-- TASK MATERIAL follows --
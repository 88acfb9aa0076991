//! Trace Optimizer Benchmarks
//!
//! Measures the cost of the optimization passes on synthetic loop traces.
//!
//! # Benchmark Categories
//!
//! 1. **Rewrite**: Peephole pass over straight-line arithmetic chains
//! 2. **Dependency Graph**: Graph construction over unrolled loop bodies
//! 3. **Vectorize**: Full vectorizer on element-wise loops per register width
//! 4. **Pipeline**: Rewrite followed by vectorization

use std::sync::Arc;

use criterion::{BenchmarkId, Criterion, Throughput, black_box, criterion_group, criterion_main};
use tracejit_opt::ir::{ArrayDescr, Opcode, Trace, TraceBuilder, Value};
use tracejit_opt::opt::vectorize::{DependencyGraph, VectorizeConfig, VectorizingOptimizer};
use tracejit_opt::opt::{OptPipeline, OptRewrite, PipelineConfig};
use tracejit_opt::SimulatedCpu;

// =============================================================================
// Benchmark Helpers
// =============================================================================

/// `c[i] = a[i] <op> b[i]` with an early exit and an index guard.
fn binop_loop(opcode: Opcode, descr: &Arc<ArrayDescr>) -> Trace {
    let mut b = TraceBuilder::new();
    let i0 = b.int();
    let (pa, pb, pc) = (b.ptr(), b.ptr(), b.ptr());
    let n = b.int();
    let header = [i0.into(), pa.into(), pb.into(), pc.into(), n.into()];
    b.label(&[i0, pa, pb, pc, n], 1);
    b.guard(Opcode::GuardEarlyExit, &[], &header);
    let x = b.load(Opcode::GetarrayitemRaw, &[pa.into(), i0.into()], descr);
    let y = b.load(Opcode::GetarrayitemRaw, &[pb.into(), i0.into()], descr);
    let s = b.pure(opcode, &[x.into(), y.into()]);
    b.store(Opcode::SetarrayitemRaw, &[pc.into(), i0.into(), s.into()], descr);
    let i1 = b.pure(Opcode::IntAdd, &[i0.into(), Value::int(1)]);
    let c = b.pure(Opcode::IntLt, &[i1.into(), n.into()]);
    b.guard(
        Opcode::GuardTrue,
        &[c.into()],
        &[i1.into(), pa.into(), pb.into(), pc.into(), n.into()],
    );
    b.jump(&[i1.into(), pa.into(), pb.into(), pc.into(), n.into()], 1);
    b.build()
}

/// Arithmetic chain of `len` operations with foldable identities mixed in.
fn arithmetic_chain(len: usize) -> Trace {
    let mut b = TraceBuilder::new();
    let (i0, i1) = (b.int(), b.int());
    b.label(&[i0, i1], 0);
    let mut acc = Value::Var(i0);
    for k in 0..len {
        let var = match k % 4 {
            0 => b.pure(Opcode::IntAdd, &[acc, Value::int(0)]),
            1 => b.pure(Opcode::IntMul, &[acc, Value::int(8)]),
            2 => b.pure(Opcode::IntXor, &[acc, i1.into()]),
            _ => b.pure(Opcode::IntSub, &[acc, Value::int(k as i64)]),
        };
        acc = Value::Var(var);
    }
    b.jump(&[acc, i1.into()], 0);
    b.build()
}

// =============================================================================
// Rewrite Benchmarks
// =============================================================================

fn bench_rewrite(c: &mut Criterion) {
    let mut group = c.benchmark_group("rewrite");
    let cpu = SimulatedCpu::sse();

    for len in [16usize, 64, 256, 1024].iter() {
        let trace = arithmetic_chain(*len);
        group.throughput(Throughput::Elements(*len as u64));
        group.bench_with_input(BenchmarkId::new("chain_length", len), &trace, |b, trace| {
            b.iter(|| black_box(OptRewrite::optimize(&cpu, trace.clone())))
        });
    }

    group.bench_function("int_add_loop", |b| {
        let trace = binop_loop(Opcode::IntAdd, &ArrayDescr::ints(1, 4));
        b.iter(|| black_box(OptRewrite::optimize(&cpu, trace.clone())))
    });

    group.finish();
}

// =============================================================================
// Dependency Graph Benchmarks
// =============================================================================

fn bench_dependency_graph(c: &mut Criterion) {
    let mut group = c.benchmark_group("dependency_graph");

    for item_size in [8usize, 4, 2, 1].iter() {
        let cpu = SimulatedCpu::avx2();
        let trace = binop_loop(Opcode::IntAdd, &ArrayDescr::ints(1, *item_size));
        let mut opt = VectorizingOptimizer::new(&cpu, VectorizeConfig::aggressive(), &trace);
        opt.linear_find_smallest_type();
        let unroll = opt.get_unroll_count(32);
        opt.unroll_loop_iterations(unroll);
        let ops = opt.operations().to_vec();

        group.throughput(Throughput::Elements(ops.len() as u64));
        group.bench_with_input(BenchmarkId::new("unrolled_ops", ops.len()), &ops, |b, ops| {
            b.iter(|| black_box(DependencyGraph::new(ops.clone())))
        });
    }

    group.finish();
}

// =============================================================================
// Vectorize Benchmarks
// =============================================================================

fn bench_vectorize(c: &mut Criterion) {
    let mut group = c.benchmark_group("vectorize");
    let config = VectorizeConfig::default();

    group.bench_function("int32_add_sse", |b| {
        let cpu = SimulatedCpu::sse();
        let trace = binop_loop(Opcode::IntAdd, &ArrayDescr::ints(1, 4));
        b.iter(|| black_box(VectorizingOptimizer::optimize(&cpu, &config, &trace)))
    });

    group.bench_function("int32_add_avx2", |b| {
        let cpu = SimulatedCpu::avx2();
        let trace = binop_loop(Opcode::IntAdd, &ArrayDescr::ints(1, 4));
        b.iter(|| black_box(VectorizingOptimizer::optimize(&cpu, &config, &trace)))
    });

    group.bench_function("f64_mul_avx2", |b| {
        let cpu = SimulatedCpu::avx2();
        let trace = binop_loop(Opcode::FloatMul, &ArrayDescr::floats(2, 8));
        b.iter(|| black_box(VectorizingOptimizer::optimize(&cpu, &config, &trace)))
    });

    // Rejection path: no vector registers
    group.bench_function("rejected_scalar", |b| {
        let cpu = SimulatedCpu::scalar();
        let trace = binop_loop(Opcode::IntAdd, &ArrayDescr::ints(1, 4));
        b.iter(|| black_box(VectorizingOptimizer::optimize(&cpu, &config, &trace)))
    });

    group.finish();
}

// =============================================================================
// Pipeline Benchmarks
// =============================================================================

fn bench_pipeline(c: &mut Criterion) {
    let mut group = c.benchmark_group("pipeline");
    let cpu = SimulatedCpu::sse();
    let trace = binop_loop(Opcode::IntAdd, &ArrayDescr::ints(1, 4));

    group.bench_function("minimal", |b| {
        b.iter(|| {
            let mut pipeline = OptPipeline::with_config(PipelineConfig::minimal());
            let mut t = trace.clone();
            black_box(pipeline.run(&cpu, &mut t))
        })
    });

    group.bench_function("full", |b| {
        b.iter(|| {
            let mut pipeline = OptPipeline::with_config(PipelineConfig::full());
            let mut t = trace.clone();
            black_box(pipeline.run(&cpu, &mut t))
        })
    });

    group.finish();
}

// =============================================================================
// Criterion Groups
// =============================================================================

criterion_group!(
    optimizer_benches,
    bench_rewrite,
    bench_dependency_graph,
    bench_vectorize,
    bench_pipeline,
);

criterion_main!(optimizer_benches);
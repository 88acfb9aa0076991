//! List scheduling over a [`DependencyGraph`].
//!
//! A node becomes ready once every node it depends on has been emitted.
//! Among ready nodes the highest priority wins, then program order. A
//! packed node is only ready together with the rest of its pack, and the
//! whole pack is emitted as one group.

use super::dependency::{DependencyGraph, NodeId};
use super::packset::Pack;

/// One scheduling decision.
#[derive(Debug, Clone, Copy, PartialEq, Eq)]
pub enum Scheduled {
    /// A scalar operation.
    Node(NodeId),
    /// Every member of a pack, by index into the pack list.
    Pack(usize),
}

/// Ready-list scheduler state.
#[derive(Debug, Clone)]
pub struct Scheduler {
    /// Unemitted predecessors per node.
    pending: Vec<usize>,
    remaining: usize,
}

impl Scheduler {
    pub fn new(graph: &DependencyGraph) -> Self {
        let pending = graph.nodes().iter().map(|n| n.depends().len()).collect();
        let remaining = graph.nodes().iter().filter(|n| !n.emitted).count();
        Self { pending, remaining }
    }

    #[inline]
    pub fn has_more(&self) -> bool {
        self.remaining > 0
    }

    #[inline]
    pub fn remaining(&self) -> usize {
        self.remaining
    }

    fn is_ready(&self, graph: &DependencyGraph, id: NodeId) -> bool {
        !graph.node(id).emitted && self.pending[id.index()] == 0
    }

    /// Pick and emit the next node or pack.
    ///
    /// # Panics
    ///
    /// Panics when nodes remain but none is ready, which means the graph
    /// (or the pack set) has a cycle.
    pub fn next(&mut self, graph: &mut DependencyGraph, packs: &[Pack]) -> Scheduled {
        let mut best: Option<(i32, NodeId)> = None;
        for node in graph.nodes() {
            let id = node.id();
            if !self.is_ready(graph, id) {
                continue;
            }
            if let Some(p) = node.pack {
                if !packs[p].nodes().iter().all(|&m| self.is_ready(graph, m)) {
                    continue;
                }
            }
            let better = match best {
                None => true,
                Some((prio, _)) => node.priority > prio,
            };
            if better {
                best = Some((node.priority, id));
            }
        }

        let Some((_, id)) = best else {
            panic!(
                "scheduler stuck: {} nodes left and none is ready",
                self.remaining
            );
        };
        match graph.node(id).pack {
            Some(p) => {
                for &member in packs[p].nodes() {
                    self.mark_emitted(graph, member);
                }
                Scheduled::Pack(p)
            }
            None => {
                self.mark_emitted(graph, id);
                Scheduled::Node(id)
            }
        }
    }

    fn mark_emitted(&mut self, graph: &mut DependencyGraph, id: NodeId) {
        graph.node_mut(id).emitted = true;
        self.remaining -= 1;
        for edge in graph.node(id).provides() {
            let pending = &mut self.pending[edge.node.index()];
            *pending = pending.saturating_sub(1);
        }
    }
}

#[cfg(test)]
mod tests {
    use super::*;
    use crate::ir::{Opcode, TraceBuilder, Value};

    fn drain(graph: &mut DependencyGraph, packs: &[Pack]) -> Vec<Scheduled> {
        let mut scheduler = Scheduler::new(graph);
        let mut out = Vec::new();
        while scheduler.has_more() {
            out.push(scheduler.next(graph, packs));
        }
        out
    }

    fn chain() -> DependencyGraph {
        let mut b = TraceBuilder::new();
        let i0 = b.int();
        b.label(&[i0], 1);
        let i1 = b.pure(Opcode::IntAdd, &[i0.into(), Value::int(1)]);
        let i2 = b.pure(Opcode::IntAdd, &[i0.into(), Value::int(2)]);
        let i3 = b.pure(Opcode::IntAdd, &[i1.into(), i2.into()]);
        b.jump(&[i3.into()], 1);
        DependencyGraph::new(b.build().ops)
    }

    #[test]
    fn test_program_order_without_priorities() {
        let mut graph = chain();
        let order = drain(&mut graph, &[]);
        let ids: Vec<u32> = order
            .iter()
            .map(|s| match s {
                Scheduled::Node(id) => id.0,
                Scheduled::Pack(_) => unreachable!(),
            })
            .collect();
        assert_eq!(ids, vec![0, 1, 2, 3, 4]);
    }

    #[test]
    fn test_priority_wins() {
        let mut graph = chain();
        graph.node_mut(NodeId(2)).priority = 10;
        let order = drain(&mut graph, &[]);
        assert_eq!(order[1], Scheduled::Node(NodeId(2)));
        assert_eq!(order[2], Scheduled::Node(NodeId(1)));
    }

    #[test]
    fn test_pack_emitted_as_group() {
        let mut graph = chain();
        let packs = vec![Pack::pair(NodeId(1), NodeId(2))];
        graph.node_mut(NodeId(1)).pack = Some(0);
        graph.node_mut(NodeId(2)).pack = Some(0);
        let order = drain(&mut graph, &packs);
        assert_eq!(
            order,
            vec![
                Scheduled::Node(NodeId(0)),
                Scheduled::Pack(0),
                Scheduled::Node(NodeId(3)),
                Scheduled::Node(NodeId(4)),
            ]
        );
    }

    #[test]
    #[should_panic(expected = "scheduler stuck")]
    fn test_cyclic_pack_panics() {
        let mut graph = chain();
        // i1 and i3 depend on each other through the pack.
        let packs = vec![Pack::pair(NodeId(1), NodeId(3))];
        graph.node_mut(NodeId(1)).pack = Some(0);
        graph.node_mut(NodeId(3)).pack = Some(0);
        drain(&mut graph, &packs);
    }
}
-- TASK MATERIAL concluded --
TRY IT:
Copy every line in the listing above where the string "Value" turns up.

TASK SOLUTION:
use tracejit_opt::ir::{ArrayDescr, Opcode, Trace, TraceBuilder, Value};
    let i1 = b.pure(Opcode::IntAdd, &[i0.into(), Value::int(1)]);
    let mut acc = Value::Var(i0);
            0 => b.pure(Opcode::IntAdd, &[acc, Value::int(0)]),
            1 => b.pure(Opcode::IntMul, &[acc, Value::int(8)]),
            _ => b.pure(Opcode::IntSub, &[acc, Value::int(k as i64)]),
        acc = Value::Var(var);
    use crate::ir::{Opcode, TraceBuilder, Value};
        let i1 = b.pure(Opcode::IntAdd, &[i0.into(), Value::int(1)]);
        let i2 = b.pure(Opcode::IntAdd, &[i0.into(), Value::int(2)]);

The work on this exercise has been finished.